Это было в начале 80-х годов прошедшего столетия. Я шел по дачному поселку от станции, нагруженный огромным рюкзаком с продуктами. Была пятница, вечер. По бокам улицы тянулись две поросшие лопухом и крапивой сточные канавы. Время от времени растительность начинала шевелиться и из-под нее ненадолго выныривала голова того или иного обитателя здешних мест, обретшего там заслуженный покой после напряженнейшей трудовой недели.

В какой-то момент из-под придорожных лопухов на манер лох-несского чудища во весь рост поднялась колеблемая слабым ветерком фигура. Повертев головой окрест себя, фигура остановила свой взор на моей скромной персоне и сказала почти что сердечно: «Здорово, мудила!» Ответа на свое самобытное приветствие мужик дожидаться не стал, а вместо этого счел необходимым осведомиться: «Где, блядь, твоя родина?» Ну, типа: «Where are you from?», только чуть более жестко.

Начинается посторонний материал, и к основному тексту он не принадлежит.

// Copyright (c) 2025 Steve Wagner (ciroque@live.com)
// SPDX-License-Identifier: MIT

use std::io::Write;

use crate::config::{load_and_validate_config, load_config, StepConfig};
use crate::errors::{ConfigError, ErrorKind, ValidationError};
use crate::registry::ActionRegistry;

fn registry() -> ActionRegistry {
    ActionRegistry::with_core_transforms().unwrap()
}

fn ids(steps: &[StepConfig]) -> Vec<&str> {
    steps.iter().map(|step| step.id.as_str()).collect()
}

/// Test that the sample YAML fan-out pipeline loads and validates
#[test]
fn test_order_fanout_yaml_loading() {
    let config = load_and_validate_config("configs/order-fanout.yaml", &registry()).unwrap();

    assert_eq!(config.executor_options.max_concurrency, Some(2));
    assert_eq!(
        ids(&config.steps),
        vec!["open_orders", "per_order", "score", "scores", "clean"]
    );
    assert_eq!(config.steps[1].action, "core.transform.scatter");
    assert_eq!(config.steps[3].args["error_strategy"], "partition");
}

#[test]
fn test_customer_dedupe_json_loading() {
    let config = load_and_validate_config("configs/customer-dedupe.json", &registry()).unwrap();

    assert_eq!(config.executor_options.max_concurrency, None);
    assert_eq!(ids(&config.steps), vec!["customers", "vip", "names"]);
    assert_eq!(config.steps[0].args["keys"][0], "customer.id");
}

#[test]
fn test_tag_cleanup_toml_loading() {
    let config = load_and_validate_config("configs/tag-cleanup.toml", &registry()).unwrap();

    assert_eq!(config.executor_options.max_concurrency, Some(1));
    assert_eq!(ids(&config.steps), vec!["present", "allowed", "shouting"]);
}

#[test]
fn test_invalid_pipeline_reports_every_problem() {
    let err = load_and_validate_config("configs/invalid-pipeline.yaml", &registry()).unwrap_err();

    let ConfigError::Validation(errors) = &err else {
        panic!("expected validation errors, got {}", err);
    };
    assert!(errors.contains(&ValidationError::DuplicateStepId {
        step_id: "broken".into()
    }));
    assert!(errors.contains(&ValidationError::UnmatchedGather {
        step_id: "broken".into()
    }));
    assert!(errors.iter().any(|e| matches!(
        e,
        ValidationError::InvalidStepArguments { error, .. } if error.kind() == ErrorKind::Compilation
    )));
    assert!(err.to_string().starts_with("pipeline validation failed: "));
}

/// Unvalidated loading accepts structurally sound but semantically wrong files
#[test]
fn test_load_without_validation() {
    let config = load_config("configs/invalid-pipeline.yaml").unwrap();
    assert_eq!(config.steps.len(), 2);
}

#[test]
fn test_unknown_action_in_temp_file() {
    let mut file = tempfile::Builder::new().suffix(".yaml").tempfile().unwrap();
    writeln!(
        file,
        "steps:\n  - id: x\n    action: core.transform.explode\n    args: {{}}"
    )
    .unwrap();

    let err = load_and_validate_config(file.path(), &registry()).unwrap_err();
    match err {
        ConfigError::Validation(errors) => assert_eq!(
            errors,
            vec![ValidationError::UnknownAction {
                step_id: "x".into(),
                action: "core.transform.explode".into(),
            }]
        ),
        other => panic!("expected validation errors, got {}", other),
    }
}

Ответа на свой вопрос он опять же не дождался, ибо тут же снова погрузился в пучину бурной, хотя и не слишком разнообразной подмосковной флоры.

Да и что я мог ему ответить? На приветствие его ничего, кроме как «сам мудила», я в предложенных обстоятельствах придумать бы просто не успел. А это, согласитесь, не было бы непревзойденным образцом искрометного остроумия. А на столь неожиданный в данном пространственно- временном контексте вопрос тоже ответить было бы особенно нечего, разве что подобрать самую нехитрую рифму к слову «где» или, в лучшем случае, — «да уж не в канаве с пыльными лопухами».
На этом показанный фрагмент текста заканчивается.